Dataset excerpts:
◆ ◆ ◆

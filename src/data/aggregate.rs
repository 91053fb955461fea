use super::model::DisplacementPoint;

// ---------------------------------------------------------------------------
// Averaging runs by sample index
// ---------------------------------------------------------------------------

/// Average several run series into one, index by index.
///
/// The result has the length of the shortest run. Times come from the first
/// run; runs are assumed near-synchronous, so no interpolation is done.
/// NaN values propagate into the mean.
pub fn average_runs(runs: &[Vec<DisplacementPoint>]) -> Vec<DisplacementPoint> {
    let Some(first) = runs.first() else {
        return Vec::new();
    };
    let min_len = runs.iter().map(Vec::len).min().unwrap_or(0);
    let count = runs.len() as f64;

    (0..min_len)
        .map(|i| {
            let total: f64 = runs.iter().map(|run| run[i].disp).sum();
            DisplacementPoint {
                time_s: first[i].time_s,
                disp: total / count,
            }
        })
        .collect()
}

// ---------------------------------------------------------------------------
// Shared time axis
// ---------------------------------------------------------------------------

/// Closed time interval shared by every cumulative chart.
#[derive(Debug, Clone, Copy, PartialEq)]
pub struct TimeDomain {
    pub min: f64,
    pub max: f64,
}

impl TimeDomain {
    /// Fallback when there is no data at all.
    pub const EMPTY: TimeDomain = TimeDomain { min: 0.0, max: 0.0 };

    pub fn span(&self) -> f64 {
        self.max - self.min
    }
}

impl Default for TimeDomain {
    fn default() -> Self {
        Self::EMPTY
    }
}

/// Global `[min, max]` of `time_s` across all given series.
///
/// NaN times are skipped. With no finite time at all the result is
/// [`TimeDomain::EMPTY`].
pub fn time_domain<'a, I>(series: I) -> TimeDomain
where
    I: IntoIterator<Item = &'a [DisplacementPoint]>,
{
    series
        .into_iter()
        .flatten()
        .map(|p| p.time_s)
        .filter(|t| !t.is_nan())
        .fold(None, |acc: Option<TimeDomain>, t| {
            Some(match acc {
                None => TimeDomain { min: t, max: t },
                Some(d) => TimeDomain {
                    min: d.min.min(t),
                    max: d.max.max(t),
                },
            })
        })
        .unwrap_or(TimeDomain::EMPTY)
}

#[cfg(test)]
mod tests {
    use super::*;
    use approx::assert_relative_eq;

    fn series(points: &[(f64, f64)]) -> Vec<DisplacementPoint> {
        points
            .iter()
            .map(|&(time_s, disp)| DisplacementPoint { time_s, disp })
            .collect()
    }

    #[test]
    fn truncates_to_shortest_run() {
        let runs = vec![
            series(&[(0.0, 1.0), (0.1, 2.0), (0.2, 3.0), (0.3, 4.0), (0.4, 5.0)]),
            series(&[(0.0, 3.0), (0.11, 4.0), (0.21, 5.0)]),
        ];
        let avg = average_runs(&runs);
        assert_eq!(avg.len(), 3);
        assert_relative_eq!(avg[0].disp, 2.0);
        assert_relative_eq!(avg[1].disp, 3.0);
        assert_relative_eq!(avg[2].disp, 4.0);
        // Time axis follows the first run.
        assert_relative_eq!(avg[1].time_s, 0.1);
    }

    #[test]
    fn single_run_is_unchanged() {
        let run = series(&[(0.0, 0.3), (0.5, 0.7), (1.0, 1.1)]);
        assert_eq!(average_runs(std::slice::from_ref(&run)), run);
    }

    #[test]
    fn empty_inputs_degrade_to_empty() {
        assert!(average_runs(&[]).is_empty());
        assert!(average_runs(&[series(&[(0.0, 1.0)]), Vec::new()]).is_empty());
    }

    #[test]
    fn nan_propagates_into_mean() {
        let runs = vec![series(&[(0.0, f64::NAN)]), series(&[(0.0, 1.0)])];
        assert!(average_runs(&runs)[0].disp.is_nan());
    }

    #[test]
    fn domain_spans_all_series() {
        let a = series(&[(0.0, 1.0), (4.0, 1.0)]);
        let b = series(&[(-1.0, 1.0), (2.5, 1.0), (f64::NAN, 1.0)]);
        let d = time_domain([a.as_slice(), b.as_slice()]);
        assert_eq!(d, TimeDomain { min: -1.0, max: 4.0 });
        assert_relative_eq!(d.span(), 5.0);
    }

    #[test]
    fn domain_of_nothing_is_zero() {
        assert_eq!(time_domain(std::iter::empty()), TimeDomain::EMPTY);
        assert_eq!(TimeDomain::EMPTY.span(), 0.0);
        let nan_only = series(&[(f64::NAN, 0.0)]);
        assert_eq!(time_domain([nan_only.as_slice()]), TimeDomain::EMPTY);
    }
}
use std::collections::BTreeSet;

use super::model::{Genre, Sample};

// ---------------------------------------------------------------------------
// Selection predicate: one value per selector
// ---------------------------------------------------------------------------

/// Silence is recorded once per session; only its first block is shown.
pub const SILENCE_BLOCK: &str = "1";

/// The three selector values of the filter panel.
#[derive(Debug, Clone, PartialEq, Eq)]
pub struct Selection {
    pub group: String,
    pub marker: String,
    pub genre: Genre,
}

impl Selection {
    /// A sample passes when group, marker and genre all match exactly.
    /// Silence additionally requires block [`SILENCE_BLOCK`].
    pub fn matches(&self, sample: &Sample) -> bool {
        sample.group == self.group
            && sample.marker == self.marker
            && sample.genre == self.genre
            && (self.genre != Genre::Silence || sample.block == SILENCE_BLOCK)
    }
}

/// Return the samples that pass `selection`, in input order.
///
/// Values that match nothing give an empty result rather than an error.
/// The output is not time-sorted.
pub fn select<'a>(records: &'a [Sample], selection: &Selection) -> Vec<&'a Sample> {
    records.iter().filter(|s| selection.matches(s)).collect()
}

/// Every sample of one group.
pub fn select_group<'a>(records: &'a [Sample], group: &str) -> Vec<&'a Sample> {
    records.iter().filter(|s| s.group == group).collect()
}

/// Every sample of one participant whose genre is enabled.
///
/// No silence block constraint is applied here; all silence blocks feed
/// the participant's averaged curve.
pub fn select_participant<'a>(
    records: &'a [Sample],
    group: &str,
    marker: &str,
    genres: &BTreeSet<Genre>,
) -> Vec<&'a Sample> {
    records
        .iter()
        .filter(|s| s.group == group && s.marker == marker && genres.contains(&s.genre))
        .collect()
}

#[cfg(test)]
mod tests {
    use super::*;
    use crate::data::model::sample;

    fn selection(group: &str, marker: &str, genre: &str) -> Selection {
        Selection {
            group: group.to_string(),
            marker: marker.to_string(),
            genre: Genre::parse(genre),
        }
    }

    #[test]
    fn silence_keeps_only_first_block() {
        let records = vec![
            sample("G", "M", "silence", "1", 0.0, [0.0; 3]),
            sample("G", "M", "silence", "2", 0.0, [0.0; 3]),
            sample("G", "M", "silence", "1", 0.1, [0.0; 3]),
            sample("G", "M", "silence", "2", 0.1, [0.0; 3]),
        ];
        let picked = select(&records, &selection("G", "M", "silence"));
        assert_eq!(picked.len(), 2);
        assert!(picked.iter().all(|s| s.block == "1"));
    }

    #[test]
    fn other_genres_keep_every_block() {
        let records = vec![
            sample("G", "M", "salsa", "1", 0.0, [0.0; 3]),
            sample("G", "M", "salsa", "2", 0.0, [0.0; 3]),
            sample("G", "M", "edm", "1", 0.0, [0.0; 3]),
        ];
        let picked = select(&records, &selection("G", "M", "salsa"));
        assert_eq!(picked.len(), 2);
    }

    #[test]
    fn preserves_input_order() {
        let records = vec![
            sample("G", "M", "edm", "1", 2.0, [0.0; 3]),
            sample("H", "M", "edm", "1", 0.5, [0.0; 3]),
            sample("G", "M", "edm", "1", 1.0, [0.0; 3]),
        ];
        let times: Vec<f64> = select(&records, &selection("G", "M", "edm"))
            .iter()
            .map(|s| s.time_s)
            .collect();
        assert_eq!(times, vec![2.0, 1.0]);
    }

    #[test]
    fn unknown_values_yield_empty() {
        let records = vec![sample("G", "M", "edm", "1", 0.0, [0.0; 3])];
        assert!(select(&records, &selection("nope", "M", "edm")).is_empty());
        assert!(select(&[], &selection("G", "M", "edm")).is_empty());
    }

    #[test]
    fn participant_selection_honours_genre_set() {
        let records = vec![
            sample("G", "M", "silence", "2", 0.0, [0.0; 3]),
            sample("G", "M", "salsa", "1", 0.0, [0.0; 3]),
            sample("G", "N", "salsa", "1", 0.0, [0.0; 3]),
            sample("G", "M", "edm", "1", 0.0, [0.0; 3]),
        ];
        let genres: BTreeSet<Genre> = [Genre::Silence, Genre::Salsa].into_iter().collect();
        let picked = select_participant(&records, "G", "M", &genres);
        assert_eq!(picked.len(), 2);
        assert!(picked.iter().any(|s| s.block == "2"));

        assert_eq!(select_group(&records, "G").len(), 4);
        assert!(select_group(&records, "H").is_empty());
    }
}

◆ ◆ ◆

Exercise directions —
From the line holding "let nan_only = series(&[(f64::NAN, 0.0)]);" to the line holding "participant's averaged curve.", inclusive, restate each line above exactly as written.

Answer to the exercise —
        let nan_only = series(&[(f64::NAN, 0.0)]);
        assert_eq!(time_domain([nan_only.as_slice()]), TimeDomain::EMPTY);
    }
}
use std::collections::BTreeSet;

use super::model::{Genre, Sample};

// ---------------------------------------------------------------------------
// Selection predicate: one value per selector
// ---------------------------------------------------------------------------

/// Silence is recorded once per session; only its first block is shown.
pub const SILENCE_BLOCK: &str = "1";

/// The three selector values of the filter panel.
#[derive(Debug, Clone, PartialEq, Eq)]
pub struct Selection {
    pub group: String,
    pub marker: String,
    pub genre: Genre,
}

impl Selection {
    /// A sample passes when group, marker and genre all match exactly.
    /// Silence additionally requires block [`SILENCE_BLOCK`].
    pub fn matches(&self, sample: &Sample) -> bool {
        sample.group == self.group
            && sample.marker == self.marker
            && sample.genre == self.genre
            && (self.genre != Genre::Silence || sample.block == SILENCE_BLOCK)
    }
}

/// Return the samples that pass `selection`, in input order.
///
/// Values that match nothing give an empty result rather than an error.
/// The output is not time-sorted.
pub fn select<'a>(records: &'a [Sample], selection: &Selection) -> Vec<&'a Sample> {
    records.iter().filter(|s| selection.matches(s)).collect()
}

/// Every sample of one group.
pub fn select_group<'a>(records: &'a [Sample], group: &str) -> Vec<&'a Sample> {
    records.iter().filter(|s| s.group == group).collect()
}

/// Every sample of one participant whose genre is enabled.
///
/// No silence block constraint is applied here; all silence blocks feed
/// the participant's averaged curve.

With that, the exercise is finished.